The panel has voted to deny the petition for panel rehearing.

The full court was advised of the petition for rehearing en banc. A judge requested a vote on whether to rehear the matter en banc. The matter failed to receive a majority of votes of the nonrecused active judges in favor of en banc consideration. Fed. R. App. P. 35.

The petition for panel rehearing and the petition for rehearing en banc are DENIED .

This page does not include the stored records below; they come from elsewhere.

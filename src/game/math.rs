//! Vector and circle collision helpers

/// Below this centre distance two circles are treated as coincident and
/// have no usable contact normal.
pub const MIN_NORMAL_DISTANCE: f32 = 1e-4;

/// Euclidean distance between two points
pub fn distance(x1: f32, y1: f32, x2: f32, y2: f32) -> f32 {
    let dx = x2 - x1;
    let dy = y2 - y1;
    (dx * dx + dy * dy).sqrt()
}

/// Angle in radians of the vector pointing from (x1, y1) to (x2, y2)
pub fn angle_between(x1: f32, y1: f32, x2: f32, y2: f32) -> f32 {
    (y2 - y1).atan2(x2 - x1)
}

/// Result of a circle-circle contact test
#[derive(Debug, Clone, Copy, PartialEq)]
pub struct Contact {
    /// Unit normal pointing from the first circle towards the second
    pub nx: f32,
    pub ny: f32,
    /// Penetration depth (positive when overlapping)
    pub overlap: f32,
}

/// Compute the contact between two circles.
///
/// Returns `None` when they do not overlap, and also when the centres
/// coincide: no normal exists, so the caller skips the response this tick.
pub fn circle_contact(x1: f32, y1: f32, r1: f32, x2: f32, y2: f32, r2: f32) -> Option<Contact> {
    let dist = distance(x1, y1, x2, y2);
    let overlap = r1 + r2 - dist;

    if overlap <= 0.0 || dist < MIN_NORMAL_DISTANCE || !dist.is_finite() {
        return None;
    }

    Some(Contact {
        nx: (x2 - x1) / dist,
        ny: (y2 - y1) / dist,
        overlap,
    })
}

/// Split an overlap between two circles, pushing each half-way apart.
/// Returns ((new_x1, new_y1), (new_x2, new_y2)).
pub fn separate_equally(
    x1: f32,
    y1: f32,
    x2: f32,
    y2: f32,
    contact: &Contact,
) -> ((f32, f32), (f32, f32)) {
    let push = contact.overlap / 2.0;
    (
        (x1 - contact.nx * push, y1 - contact.ny * push),
        (x2 + contact.nx * push, y2 + contact.ny * push),
    )
}

/// Point on the surface of a circle of `radius` around (cx, cy), in the
/// contact normal direction. Used to push a circle fully clear of another.
pub fn push_clear(cx: f32, cy: f32, radius: f32, contact: &Contact) -> (f32, f32) {
    (cx + contact.nx * radius, cy + contact.ny * radius)
}

/// Mix two horizontal velocities: each body keeps `1 - fraction` of its own
/// velocity and takes `fraction` of the other's.
pub fn mix_velocities(v1: f32, v2: f32, fraction: f32) -> (f32, f32) {
    (v1 + (v2 - v1) * fraction, v2 + (v1 - v2) * fraction)
}

#[inline]
pub fn deg_to_rad(deg: f32) -> f32 {
    deg.to_radians()
}

#[cfg(test)]
mod tests {
    use super::*;

    #[test]
    fn test_distance_and_angle() {
        assert!((distance(0.0, 0.0, 3.0, 4.0) - 5.0).abs() < 1e-6);
        assert!((angle_between(0.0, 0.0, 0.0, 1.0) - std::f32::consts::FRAC_PI_2).abs() < 1e-6);
        assert!(angle_between(0.0, 0.0, 1.0, 0.0).abs() < 1e-6);
    }

    #[test]
    fn test_contact_overlap() {
        let contact = circle_contact(0.0, 0.0, 30.0, 50.0, 0.0, 30.0).unwrap();
        assert!((contact.nx - 1.0).abs() < 1e-6);
        assert!(contact.ny.abs() < 1e-6);
        assert!((contact.overlap - 10.0).abs() < 1e-4);

        assert!(circle_contact(0.0, 0.0, 30.0, 61.0, 0.0, 30.0).is_none());
    }

    #[test]
    fn test_coincident_centres_have_no_contact() {
        assert!(circle_contact(10.0, 10.0, 30.0, 10.0, 10.0, 30.0).is_none());
    }

    #[test]
    fn test_separate_equally_resolves_overlap() {
        let contact = circle_contact(100.0, 200.0, 30.0, 140.0, 200.0, 30.0).unwrap();
        let ((x1, y1), (x2, y2)) = separate_equally(100.0, 200.0, 140.0, 200.0, &contact);
        assert!((x1 - 90.0).abs() < 1e-4);
        assert!((x2 - 150.0).abs() < 1e-4);
        assert_eq!(y1, 200.0);
        assert_eq!(y2, 200.0);
        assert!((distance(x1, y1, x2, y2) - 60.0).abs() < 1e-3);
    }

    #[test]
    fn test_mix_velocities_conserves_sum() {
        let (a, b) = mix_velocities(6.0, -2.0, 0.25);
        assert!((a - 4.0).abs() < 1e-6);
        assert!((b - 0.0).abs() < 1e-6);
        assert!((a + b - 4.0).abs() < 1e-6);
    }

    #[test]
    fn test_degree_conversion() {
        assert!((deg_to_rad(180.0) - std::f32::consts::PI).abs() < 1e-6);
        assert!((deg_to_rad(45.0) - std::f32::consts::FRAC_PI_4).abs() < 1e-6);
    }
}
//! WebSocket transport

pub mod handler;
pub mod protocol;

I regret that we decided not to rehear this case en banc because we could have corrected our own errors. Rather than do that, we have established a rule that undermines the purpose of the class certification proceeding. We have been instructed by the Court that facts necessary to establish the elements of a class cannot simply be those that meet a pleading standard.1 But the panel has reduced the requirements of class certification below even a pleading standard. It has accepted the undisputedly inadmissible opinion of plaintiffsparalegal —not even that of an attorney who is subject to certain pleading standards2 —that the plaintiffs have damages typical of the class sought to be certified.

This doesn’t pass the straight-face test.

It is no surprise the panel’s holding that expert opinion testimony need not be admissible at the class certification stage is contrary to our own precedent, but also contrary to decisions of four other circuits and clear Supreme Court guidance.

I

This case arises out of a wage and hour class action under California law. Sali v. Corona Reg’l Med. Ctr. , 889 F.3d 623 (9th Cir. 2018). The two named plaintiffs, Marlyn Sali and Deborah Spriggs ("Plaintiffs"), are Registered Nurses ("RNs") who were formerly employed by Corona Regional Medical Center ("Corona"). Id. at 627. Plaintiffs brought a putative class action alleging that, during their employment by Corona, they and other nurses were subject to a number of policies and practices that violated California’s wage and hour laws. Id. Based on each of their claims, Plaintiffs moved to certify seven classes. Id. at 628.

The district court denied the motion to certify as to all of the proposed sub-classes, holding, in relevant part, that Sali and Spriggs had failed to satisfy Rule 23(a)’s typicality requirement because they failed to submit admissible evidence that they had suffered any of the damages suffered by the putative class. Id. In reaching this decision, the district court refused to consider the only piece of evidence offered to establish Plaintiffs’ injuries—the declaration of Javier Ruiz, a paralegal employed by the law firm representing Plaintiffs—because it contained inadmissible evidence. Id. at 630. The panel explains that the paralegal took a "random sampling" of Plaintiffs’ timesheets to determine how Corona’s policy of "rounding" clock-in and clock-out times to the nearest quarter hour had affected each plaintiff’s pay individually. Id. Based on this "random sampling," Ruiz concluded that "on average over hundreds of shifts, Corona’s rounded time policy undercounted Sali’s clock-in and clock-out times by eight minutes per shift and Spriggs’s times by six minutes per shift." Id.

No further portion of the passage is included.